Items from a data source

○ ○ ○

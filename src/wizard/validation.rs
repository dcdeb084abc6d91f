//! Validation policy applied to raw responses, one rule per input kind.

use std::collections::HashSet;

use super::error::ValidationError;
use super::step::{AnswerValue, ChoiceOption, InputKind, RawInput, ResourceKind, ResourceRef};

/// Validates `raw` against the rule implied by `kind`.
pub fn validate_input(kind: &InputKind, raw: &RawInput) -> Result<AnswerValue, ValidationError> {
    match kind {
        InputKind::SingleChoice { options } => {
            let value = single_value(raw)?;
            resolve_option(options, &value).map(AnswerValue::Choice)
        }
        InputKind::MultiChoice { options, min, max } => {
            validate_selection(options, raw, *min, *max).map(AnswerValue::Choices)
        }
        InputKind::FreeText { max_len } => {
            let text = single_value(raw)?;
            validate_text(&text, *max_len).map(AnswerValue::Text)
        }
        InputKind::ResourceReference { kind } => {
            let text = single_value(raw)?;
            parse_reference(*kind, &text).map(AnswerValue::Reference)
        }
    }
}

/// Checks free text: trimmed, non-empty and at most `max_len` characters.
pub fn validate_text(text: &str, max_len: usize) -> Result<String, ValidationError> {
    let text = text.trim();

    if text.is_empty() {
        return Err(ValidationError::EmptyInput);
    }

    if text.chars().count() > max_len {
        return Err(ValidationError::ExceedsLength { max: max_len });
    }

    Ok(text.to_string())
}

/// Parses a mention (`<#id>`, `<@&id>`, `<@id>`, `<@!id>`) or a bare id.
pub fn parse_reference(expected: ResourceKind, input: &str) -> Result<ResourceRef, ValidationError> {
    let input = input.trim();

    if input.is_empty() {
        return Err(ValidationError::EmptyInput);
    }

    let (kind, digits) = if let Some(inner) = input.strip_prefix('<').and_then(|s| s.strip_suffix('>')) {
        if let Some(rest) = inner.strip_prefix("@&") {
            (ResourceKind::Role, rest)
        } else if let Some(rest) = inner.strip_prefix("@!") {
            (ResourceKind::User, rest)
        } else if let Some(rest) = inner.strip_prefix('@') {
            (ResourceKind::User, rest)
        } else if let Some(rest) = inner.strip_prefix('#') {
            (ResourceKind::Channel, rest)
        } else {
            return Err(ValidationError::MalformedReference(input.to_string()));
        }
    } else {
        (expected, input)
    };

    if kind != expected {
        return Err(ValidationError::MalformedReference(format!(
            "expected a {expected}, got a {kind}"
        )));
    }

    match digits.parse::<i64>() {
        Ok(0) | Err(_) => Err(ValidationError::MalformedReference(input.to_string())),
        Ok(id) => Ok(ResourceRef { kind, id }),
    }
}

fn single_value(raw: &RawInput) -> Result<String, ValidationError> {
    match raw {
        RawInput::Text(text) => {
            let text = text.trim();
            if text.is_empty() {
                Err(ValidationError::EmptyInput)
            } else {
                Ok(text.to_string())
            }
        }
        RawInput::Selected(values) => {
            let values: Vec<&str> = values.iter().map(|v| v.trim()).filter(|v| !v.is_empty()).collect();
            match values.as_slice() {
                [] => Err(ValidationError::EmptyInput),
                [value] => Ok(value.to_string()),
                _ => Err(ValidationError::OutOfRange(
                    "exactly one value must be chosen".to_string(),
                )),
            }
        }
    }
}

/// Matches a value or (case-insensitively) a label against the option set.
fn resolve_option(options: &[ChoiceOption], input: &str) -> Result<String, ValidationError> {
    options
        .iter()
        .find(|o| o.value == input || o.label.eq_ignore_ascii_case(input))
        .map(|o| o.value.clone())
        .ok_or_else(|| ValidationError::OutOfRange(format!("'{input}' is not one of the options")))
}

fn validate_selection(
    options: &[ChoiceOption],
    raw: &RawInput,
    min: usize,
    max: usize,
) -> Result<Vec<String>, ValidationError> {
    let items: Vec<String> = match raw {
        RawInput::Text(text) => text
            .split(',')
            .map(|s| s.trim().to_string())
            .filter(|s| !s.is_empty())
            .collect(),
        RawInput::Selected(values) => values
            .iter()
            .map(|s| s.trim().to_string())
            .filter(|s| !s.is_empty())
            .collect(),
    };

    if items.is_empty() {
        return Err(ValidationError::EmptyInput);
    }

    let mut seen = HashSet::new();
    let mut selected = Vec::with_capacity(items.len());
    for item in &items {
        let value = resolve_option(options, item)?;
        if !seen.insert(value.clone()) {
            return Err(ValidationError::DuplicateSelection(value));
        }
        selected.push(value);
    }

    if selected.len() < min || selected.len() > max {
        return Err(ValidationError::OutOfRange(format!(
            "choose between {min} and {max} options"
        )));
    }

    Ok(selected)
}
//! # Setup Wizard Bot Main Entry Point
//!
//! Initializes logging, loads configuration, sets up the database, starts the
//! session sweep and health server, and runs the Telegram bot.

use anyhow::Result;
use std::sync::Arc;
use teloxide::prelude::*;
use tracing::info;
use tracing_subscriber::{layer::SubscriberExt, util::SubscriberInitExt};

use setup_wizard_bot::bot::handlers::BotHandler;
use setup_wizard_bot::bot::presenter::TelegramPresenter;
use setup_wizard_bot::config::Config;
use setup_wizard_bot::database::connection::DatabaseManager;
use setup_wizard_bot::database::persistence::SqlitePersistence;
use setup_wizard_bot::services::health::HealthService;
use setup_wizard_bot::services::sweep::SweepService;
use setup_wizard_bot::utils::logging::log_system_event;
use setup_wizard_bot::wizard::{WizardController, WizardService};

#[tokio::main]
async fn main() -> Result<()> {
    // Initialize logging
    tracing_subscriber::registry()
        .with(
            tracing_subscriber::EnvFilter::try_from_default_env()
                .unwrap_or_else(|_| "setup_wizard_bot=debug,tower_http=debug".into()),
        )
        .with(tracing_subscriber::fmt::layer())
        .init();

    // Load configuration
    dotenvy::dotenv().ok();
    let config = Config::from_env()?;

    info!("Starting Setup Wizard Bot v{}", env!("CARGO_PKG_VERSION"));
    info!(
        "Configuration loaded - Database: {}, HTTP Port: {}, wizard ttl: {}s",
        config.database_url, config.http_port, config.wizard_ttl_secs
    );

    // Initialize database
    let db_manager = DatabaseManager::new(&config.database_url).await?;
    db_manager.run_migrations().await?;
    let db_arc = Arc::new(db_manager);
    log_system_event("database ready", None);

    // Wire the wizard core to its gateways
    let bot = Bot::new(&config.telegram_bot_token);
    let store = SqlitePersistence::new(db_arc.as_ref().clone());
    let controller = Arc::new(WizardController::new());
    let wizards = Arc::new(WizardService::new(
        controller.clone(),
        Arc::new(store.clone()),
        Arc::new(TelegramPresenter::new(bot.clone())),
        config.wizard_ttl(),
    ));
    let handler = BotHandler::new(wizards.clone(), store);

    // Sweep abandoned sessions in the background
    let mut sweep_service = match SweepService::new(wizards.clone(), &config.sweep_schedule).await {
        Ok(service) => service,
        Err(e) => {
            tracing::error!("Failed to create sweep service: {}", e);
            return Err(anyhow::anyhow!("Failed to create sweep service: {}", e));
        }
    };

    if let Err(e) = sweep_service.start().await {
        tracing::error!("Failed to start sweep service: {}", e);
    }

    let health_service = HealthService::new(db_arc.clone(), controller);
    let listener = tokio::net::TcpListener::bind(format!("0.0.0.0:{}", config.http_port))
        .await
        .map_err(|e| anyhow::anyhow!("Failed to bind to port {}: {}", config.http_port, e))?;

    info!("Health check server starting on port {}", config.http_port);

    // Run both the bot and health server concurrently
    let bot_task = tokio::spawn(async move {
        Dispatcher::builder(bot, handler.schema())
            .enable_ctrlc_handler()
            .build()
            .dispatch()
            .await;
    });

    let health_task = tokio::spawn(async move {
        if let Err(e) = axum::serve(listener, health_service.router).await {
            tracing::error!("Health server error: {}", e);
        }
    });

    // Wait for either task to complete (which would indicate shutdown)
    tokio::select! {
        result = bot_task => {
            if let Err(e) = result {
                tracing::error!("Bot task error: {}", e);
            }
        }
        result = health_task => {
            if let Err(e) = result {
                tracing::error!("Health task error: {}", e);
            }
        }
    }

    if let Err(e) = sweep_service.stop().await {
        tracing::warn!("Error stopping sweep service: {}", e);
    }

    log_system_event("application stopped", None);
    Ok(())
}
//! Async orchestration around [`WizardController`].
//!
//! Controller calls are synchronous and hold session locks only for their own
//! duration; every gateway call happens after they return.

use chrono::Duration;
use std::sync::Arc;

use super::controller::{StepResult, WizardController};
use super::error::{WizardError, WizardResult};
use super::flows;
use super::gateway::{PersistenceGateway, PresentationGateway};
use super::session::{SessionContext, SessionId};
use super::step::{Answers, RawInput, StepDefinition};
use crate::utils::logging::{log_database_error, log_database_operation};

/// Wires the controller to its persistence and presentation gateways.
pub struct WizardService {
    controller: Arc<WizardController>,
    persistence: Arc<dyn PersistenceGateway>,
    presentation: Arc<dyn PresentationGateway>,
    ttl: Duration,
}

impl WizardService {
    pub fn new(
        controller: Arc<WizardController>,
        persistence: Arc<dyn PersistenceGateway>,
        presentation: Arc<dyn PresentationGateway>,
        ttl: Duration,
    ) -> Self {
        Self {
            controller,
            persistence,
            presentation,
            ttl,
        }
    }

    pub fn controller(&self) -> &Arc<WizardController> {
        &self.controller
    }

    /// Starts an arbitrary wizard and renders its first step.
    pub async fn start(
        &self,
        steps: Vec<StepDefinition>,
        initiator: u64,
        scope_key: &str,
    ) -> WizardResult<SessionContext> {
        let session = self.controller.start(steps, initiator, scope_key, self.ttl)?;
        let ctx = session.context();
        if let Some(step) = session.current_step() {
            self.presentation.render(&ctx, step, None).await;
        }
        Ok(ctx)
    }

    /// Starts one of the built-in setup flows for `target`.
    ///
    /// Plain replies are routed by chat, so a user may run only one flow per
    /// target at a time.
    pub async fn start_flow(&self, flow: &str, initiator: u64, target: i64) -> WizardResult<SessionContext> {
        let steps = flows::by_name(flow)
            .ok_or_else(|| WizardError::InvalidDefinition(format!("unknown setup flow '{flow}'")))?;

        let running = self.controller.sessions_for(initiator).into_iter().find(|s| {
            flows::parse_scope_key(&s.context.scope_key).is_some_and(|(_, running_target)| running_target == target)
        });
        if let Some(running) = running {
            return Err(WizardError::DuplicateSession {
                scope_key: running.context.scope_key,
                existing: running.context.session_id,
            });
        }
        self.start(steps, initiator, &flows::scope_key(flow, target)).await
    }

    /// Feeds one response to the session and reacts to the outcome.
    ///
    /// On the last step the answers are saved; if saving fails the session is
    /// kept so [`WizardService::retry_save`] can try again.
    pub async fn submit(&self, id: SessionId, responder: u64, raw: &RawInput) -> WizardResult<StepResult> {
        let result = self.controller.submit(id, responder, raw)?;
        self.react(result).await
    }

    /// Submits an answer bound to the step at `position`, as button presses are.
    pub async fn submit_step(
        &self,
        id: SessionId,
        responder: u64,
        position: usize,
        raw: &RawInput,
    ) -> WizardResult<StepResult> {
        let result = self.controller.submit_step(id, responder, position, raw)?;
        self.react(result).await
    }

    async fn react(&self, result: StepResult) -> WizardResult<StepResult> {
        match &result {
            StepResult::Retry { context, step, error } => {
                self.presentation.render(context, step, Some(error)).await;
            }
            StepResult::Advance { context, step } => {
                self.presentation.render(context, step, None).await;
            }
            StepResult::Complete { context, answers } => {
                self.persist(context, answers).await?;
            }
        }
        Ok(result)
    }

    /// Saves a session left pending by an earlier storage failure.
    pub async fn retry_save(&self, id: SessionId) -> WizardResult<Answers> {
        let (context, answers) = self.controller.pending_save(id)?;
        self.persist(&context, &answers).await?;
        Ok(answers)
    }

    /// Cancels the session. Returns `false` when there was nothing to cancel.
    pub async fn cancel(&self, id: SessionId, requester: u64) -> WizardResult<bool> {
        match self.controller.cancel(id, requester)? {
            Some(context) => {
                self.presentation.notify_cancelled(&context).await;
                Ok(true)
            }
            None => Ok(false),
        }
    }

    /// Reclaims expired sessions and tells their users.
    pub async fn sweep(&self) -> usize {
        let expired = self.controller.sweep_expired();
        for summary in &expired {
            self.presentation.notify_expired(&summary.context).await;
        }
        expired.len()
    }

    async fn persist(&self, context: &SessionContext, answers: &Answers) -> WizardResult<()> {
        log_database_operation("SAVE", "wizard_configs", Some(&context.scope_key));

        if let Err(e) = self.persistence.save(&context.scope_key, answers, context.initiator).await {
            log_database_error("SAVE", "wizard_configs", &e.to_string(), Some(&context.scope_key));
            return Err(WizardError::Storage(e));
        }

        self.controller.finish(context.session_id);
        self.presentation.notify_complete(context, answers).await;
        Ok(())
    }
}
use anyhow::{anyhow, Result};

use crate::wizard::flows;

/// Checks a `/setup` or `/show` argument and returns the canonical flow name.
pub fn validate_flow_name(name: &str) -> Result<&'static str> {
    let name = name.trim().to_lowercase();

    if name.is_empty() {
        return Err(anyhow!(
            "Flow name cannot be empty. Available flows: {}",
            flows::names().join(", ")
        ));
    }

    flows::names()
        .iter()
        .find(|flow| **flow == name)
        .copied()
        .ok_or_else(|| anyhow!("Unknown flow '{}'. Available flows: {}", name, flows::names().join(", ")))
}

/// Telegram chat ids are non-zero and bounded.
pub fn validate_telegram_chat_id(chat_id: i64) -> Result<()> {
    if chat_id == 0 {
        return Err(anyhow!("Chat ID cannot be zero"));
    }

    if chat_id > 2147483647 {
        return Err(anyhow!("Invalid user chat ID range"));
    }

    if chat_id < -2000000000000 {
        return Err(anyhow!("Chat ID out of valid range"));
    }

    Ok(())
}

#[cfg(test)]
mod tests {
    use super::*;

    #[test]
    fn test_validate_flow_name_valid() {
        assert_eq!(validate_flow_name("ticket").unwrap(), "ticket");
        assert_eq!(validate_flow_name("  Voice ").unwrap(), "voice");
        assert_eq!(validate_flow_name("SOUTIEN").unwrap(), "soutien");
    }

    #[test]
    fn test_validate_flow_name_invalid() {
        assert!(validate_flow_name("").is_err());
        assert!(validate_flow_name("giveaway").is_err());

        let error_msg = validate_flow_name("giveaway").unwrap_err().to_string();
        assert!(error_msg.contains("ticket"));
    }

    #[test]
    fn test_validate_telegram_chat_id() {
        assert!(validate_telegram_chat_id(12345).is_ok());
        assert!(validate_telegram_chat_id(-1001234567890).is_ok());

        assert!(validate_telegram_chat_id(0).is_err());
        assert!(validate_telegram_chat_id(-3000000000000).is_err());
        assert!(validate_telegram_chat_id(3000000000).is_err());
    }
}
use anyhow::{anyhow, Result};
use setup_wizard_bot::config::Config;
use setup_wizard_bot::database::connection::DatabaseManager;
use setup_wizard_bot::database::models::WizardConfig;
use std::env;
use std::io;
use std::path::Path;

#[tokio::main]
async fn main() -> Result<()> {
    // Initialize basic logging for the migration
    env_logger::init();

    let args: Vec<String> = env::args().collect();
    let command = args.get(1).map(|s| s.as_str()).unwrap_or("migrate");

    match command {
        "migrate" | "up" => run_migrations().await,
        "check" => check_database().await,
        "forget" => match args.get(2) {
            Some(scope_key) => forget_configuration(scope_key).await,
            None => {
                eprintln!("Usage: migrate forget <scope_key>");
                std::process::exit(1);
            }
        },
        "reset" => reset_database().await,
        "help" | "--help" | "-h" => {
            print_help();
            Ok(())
        }
        _ => {
            eprintln!("Unknown command: {command}");
            print_help();
            std::process::exit(1);
        }
    }
}

/// The migration tool only needs the database, not a bot token.
fn database_url() -> String {
    dotenvy::dotenv().ok();
    Config::from_env()
        .map(|config| config.database_url)
        .or_else(|_| env::var("DATABASE_URL"))
        .ok()
        .filter(|url| !url.trim().is_empty())
        .unwrap_or_else(|| "sqlite:./data/wizard.db".to_string())
}

async fn run_migrations() -> Result<()> {
    println!("🔧 Setup Wizard Bot - Database Migration Tool");
    println!("==============================================");

    let database_url = database_url();
    println!("📊 Database URL: {}", mask_url(&database_url));

    // Ensure data directory exists for SQLite
    if let Some(db_path) = database_url.strip_prefix("sqlite:") {
        if let Some(parent) = Path::new(db_path.trim_start_matches("//")).parent() {
            if !parent.as_os_str().is_empty() && !parent.exists() {
                println!("📁 Creating directory: {}", parent.display());
                std::fs::create_dir_all(parent)?;
            }
        }
    }

    println!("🚀 Running database migrations...");

    let db_manager = DatabaseManager::new(&database_url)
        .await
        .map_err(|e| anyhow!("Failed to connect to database: {}", e))?;

    match db_manager.run_migrations().await {
        Ok(_) => println!("✅ Migrations completed successfully!"),
        Err(e) => {
            eprintln!("❌ Migration failed: {e}");
            std::process::exit(1);
        }
    }

    Ok(())
}

async fn check_database() -> Result<()> {
    println!("🔍 Checking database connection and schema...");

    let database_url = database_url();
    println!("📊 Database URL: {}", mask_url(&database_url));

    let db_manager = DatabaseManager::new(&database_url)
        .await
        .map_err(|e| anyhow!("Failed to connect to database: {}", e))?;

    match check_tables(&db_manager).await {
        Ok(tables) => {
            println!("✅ Database connection successful!");
            println!("📋 Found tables:");
            for table in tables {
                println!("  • {table}");
            }
        }
        Err(e) => {
            println!("⚠️  Database check failed: {e}");
            println!("💡 Try running 'migrate up' to create the schema");
        }
    }

    Ok(())
}

async fn forget_configuration(scope_key: &str) -> Result<()> {
    let db_manager = DatabaseManager::new(&database_url())
        .await
        .map_err(|e| anyhow!("Failed to connect to database: {}", e))?;

    if WizardConfig::delete(&db_manager.pool, scope_key).await? {
        println!("🗑️  Removed saved configuration {scope_key}");
    } else {
        println!("ℹ️  No saved configuration for {scope_key}");
    }
    Ok(())
}

async fn reset_database() -> Result<()> {
    println!("⚠️  WARNING: This will delete ALL saved configurations!");
    println!("🤔 Are you sure you want to continue? (yes/no)");

    let mut input = String::new();
    io::stdin().read_line(&mut input)?;

    if input.trim().to_lowercase() != "yes" {
        println!("❌ Reset cancelled.");
        return Ok(());
    }

    let database_url = database_url();

    // For SQLite, we can just delete the file
    match database_url.strip_prefix("sqlite:") {
        Some(db_path) => {
            let db_path = db_path.trim_start_matches("//");
            if Path::new(db_path).exists() {
                std::fs::remove_file(db_path)?;
                println!("🗑️  Deleted database file: {db_path}");
            }
        }
        None => return Err(anyhow!("Reset is only supported for SQLite databases")),
    }

    println!("🔄 Recreating database schema...");
    run_migrations().await?;

    println!("✅ Database reset completed!");
    Ok(())
}

async fn check_tables(db_manager: &DatabaseManager) -> Result<Vec<String>> {
    let tables = sqlx::query_scalar::<_, String>("SELECT name FROM sqlite_master WHERE type='table' ORDER BY name")
        .fetch_all(&db_manager.pool)
        .await?;
    Ok(tables)
}

fn mask_url(url: &str) -> String {
    match url.strip_prefix("sqlite:") {
        Some(path) => match Path::new(path).file_name() {
            Some(filename) => format!("sqlite:.../{}", filename.to_string_lossy()),
            None => url.to_string(),
        },
        None => url.to_string(),
    }
}

fn print_help() {
    println!("🧭 Setup Wizard Bot - Database Migration Tool");
    println!();
    println!("USAGE:");
    println!("    migrate [COMMAND]");
    println!();
    println!("COMMANDS:");
    println!("    migrate, up          Run database migrations (default)");
    println!("    check                Check database connection and schema");
    println!("    forget <scope_key>   Delete one saved configuration, e.g. ticket:-100123");
    println!("    reset                Reset database (SQLite only) - DESTRUCTIVE!");
    println!("    help                 Show this help message");
    println!();
    println!("ENVIRONMENT:");
    println!("    DATABASE_URL   Database connection string (default: sqlite:./data/wizard.db)");
    println!();
}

○ ○ ○

Problem: The required answer is the exact run of lines above starting at the line with "earlier storage failure." and ending at the line with "canonical flow name.", with both ends present.

Written solution:
    /// Saves a session left pending by an earlier storage failure.
    pub async fn retry_save(&self, id: SessionId) -> WizardResult<Answers> {
        let (context, answers) = self.controller.pending_save(id)?;
        self.persist(&context, &answers).await?;
        Ok(answers)
    }

    /// Cancels the session. Returns `false` when there was nothing to cancel.
    pub async fn cancel(&self, id: SessionId, requester: u64) -> WizardResult<bool> {
        match self.controller.cancel(id, requester)? {
            Some(context) => {
                self.presentation.notify_cancelled(&context).await;
                Ok(true)
            }
            None => Ok(false),
        }
    }

    /// Reclaims expired sessions and tells their users.
    pub async fn sweep(&self) -> usize {
        let expired = self.controller.sweep_expired();
        for summary in &expired {
            self.presentation.notify_expired(&summary.context).await;
        }
        expired.len()
    }

    async fn persist(&self, context: &SessionContext, answers: &Answers) -> WizardResult<()> {
        log_database_operation("SAVE", "wizard_configs", Some(&context.scope_key));

        if let Err(e) = self.persistence.save(&context.scope_key, answers, context.initiator).await {
            log_database_error("SAVE", "wizard_configs", &e.to_string(), Some(&context.scope_key));
            return Err(WizardError::Storage(e));
        }

        self.controller.finish(context.session_id);
        self.presentation.notify_complete(context, answers).await;
        Ok(())
    }
}
use anyhow::{anyhow, Result};

use crate::wizard::flows;

/// Checks a `/setup` or `/show` argument and returns the canonical flow name.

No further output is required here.